**What is required**
An exact copy of every record is the expected answer.

Dataset entries:
//! Shared utility functions for locating data files.
//!
//! These functions are reused across the CLI and TUI interfaces.

use std::path::{Path, PathBuf};

use anyhow::{Context, Result};

/// Gets the cross-platform path of the flattened data file.
///
/// Honors `FACTLINE_DATA` when set; otherwise returns
/// `{data_dir}/factline/flattened_notes.txt` where `data_dir` is:
/// - Linux: `~/.local/share`
/// - macOS: `~/Library/Application Support`
/// - Windows: `C:\Users\<user>\AppData\Roaming`
///
/// # Errors
///
/// Returns an error if the data directory cannot be determined.
pub fn get_data_path() -> Result<PathBuf> {
    if let Ok(path) = std::env::var("FACTLINE_DATA")
        && !path.is_empty()
    {
        return Ok(PathBuf::from(path));
    }

    let data_dir =
        dirs::data_dir().ok_or_else(|| anyhow::anyhow!("Failed to determine data directory"))?;

    Ok(data_dir.join("factline").join("flattened_notes.txt"))
}

/// Gets the default path of the raw notes file next to the data file.
///
/// This is the flattener's default input when `--input` is not given.
///
/// # Errors
///
/// Returns an error if the data directory cannot be determined.
pub fn get_notes_path() -> Result<PathBuf> {
    let data_dir =
        dirs::data_dir().ok_or_else(|| anyhow::anyhow!("Failed to determine data directory"))?;

    Ok(data_dir.join("factline").join("my_notes.txt"))
}

/// Ensures the parent directory of the given file exists.
///
/// Creates the directory structure if it doesn't exist using `create_dir_all`.
///
/// # Errors
///
/// Returns an error if directory creation fails.
pub fn ensure_parent_dir(path: &Path) -> Result<()> {
    if let Some(parent) = path.parent() {
        std::fs::create_dir_all(parent)
            .with_context(|| format!("Failed to create data directory: {}", parent.display()))?;
    }
    Ok(())
}

#[cfg(test)]
mod tests {
    use super::*;
    use serial_test::serial;

    #[test]
    #[serial]
    fn get_data_path_returns_valid_default() {
        unsafe {
            std::env::remove_var("FACTLINE_DATA");
        }

        let path = get_data_path().unwrap();
        assert!(path.to_string_lossy().contains("factline"));
        assert!(path.to_string_lossy().contains("flattened_notes.txt"));
    }

    #[test]
    #[serial]
    fn get_data_path_honors_env_override() {
        unsafe {
            std::env::set_var("FACTLINE_DATA", "/tmp/custom_data.txt");
        }

        let path = get_data_path().unwrap();
        assert_eq!(path, PathBuf::from("/tmp/custom_data.txt"));

        unsafe {
            std::env::remove_var("FACTLINE_DATA");
        }
    }

    #[test]
    fn get_notes_path_returns_valid_path() {
        let path = get_notes_path().unwrap();
        assert!(path.to_string_lossy().contains("my_notes.txt"));
    }

    #[test]
    fn ensure_parent_dir_creates_nested_directories() {
        let dir = tempfile::tempdir().unwrap();
        let target = dir.path().join("a").join("b").join("data.txt");

        ensure_parent_dir(&target).unwrap();
        assert!(target.parent().unwrap().is_dir());

        // Idempotent
        ensure_parent_dir(&target).unwrap();
    }
}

**Output**
//! Shared utility functions for locating data files.
//!
//! These functions are reused across the CLI and TUI interfaces.

use std::path::{Path, PathBuf};

use anyhow::{Context, Result};

/// Gets the cross-platform path of the flattened data file.
///
/// Honors `FACTLINE_DATA` when set; otherwise returns
/// `{data_dir}/factline/flattened_notes.txt` where `data_dir` is:
/// - Linux: `~/.local/share`
/// - macOS: `~/Library/Application Support`
/// - Windows: `C:\Users\<user>\AppData\Roaming`
///
/// # Errors
///
/// Returns an error if the data directory cannot be determined.
pub fn get_data_path() -> Result<PathBuf> {
    if let Ok(path) = std::env::var("FACTLINE_DATA")
        && !path.is_empty()
    {
        return Ok(PathBuf::from(path));
    }

    let data_dir =
        dirs::data_dir().ok_or_else(|| anyhow::anyhow!("Failed to determine data directory"))?;

    Ok(data_dir.join("factline").join("flattened_notes.txt"))
}

/// Gets the default path of the raw notes file next to the data file.
///
/// This is the flattener's default input when `--input` is not given.
///
/// # Errors
///
/// Returns an error if the data directory cannot be determined.
pub fn get_notes_path() -> Result<PathBuf> {
    let data_dir =
        dirs::data_dir().ok_or_else(|| anyhow::anyhow!("Failed to determine data directory"))?;

    Ok(data_dir.join("factline").join("my_notes.txt"))
}

/// Ensures the parent directory of the given file exists.
///
/// Creates the directory structure if it doesn't exist using `create_dir_all`.
///
/// # Errors
///
/// Returns an error if directory creation fails.
pub fn ensure_parent_dir(path: &Path) -> Result<()> {
    if let Some(parent) = path.parent() {
        std::fs::create_dir_all(parent)
            .with_context(|| format!("Failed to create data directory: {}", parent.display()))?;
    }
    Ok(())
}

#[cfg(test)]
mod tests {
    use super::*;
    use serial_test::serial;

    #[test]
    #[serial]
    fn get_data_path_returns_valid_default() {
        unsafe {
            std::env::remove_var("FACTLINE_DATA");
        }

        let path = get_data_path().unwrap();
        assert!(path.to_string_lossy().contains("factline"));
        assert!(path.to_string_lossy().contains("flattened_notes.txt"));
    }

    #[test]
    #[serial]
    fn get_data_path_honors_env_override() {
        unsafe {
            std::env::set_var("FACTLINE_DATA", "/tmp/custom_data.txt");
        }

        let path = get_data_path().unwrap();
        assert_eq!(path, PathBuf::from("/tmp/custom_data.txt"));

        unsafe {
            std::env::remove_var("FACTLINE_DATA");
        }
    }

    #[test]
    fn get_notes_path_returns_valid_path() {
        let path = get_notes_path().unwrap();
        assert!(path.to_string_lossy().contains("my_notes.txt"));
    }

    #[test]
    fn ensure_parent_dir_creates_nested_directories() {
        let dir = tempfile::tempdir().unwrap();
        let target = dir.path().join("a").join("b").join("data.txt");

        ensure_parent_dir(&target).unwrap();
        assert!(target.parent().unwrap().is_dir());

        // Idempotent
        ensure_parent_dir(&target).unwrap();
    }
}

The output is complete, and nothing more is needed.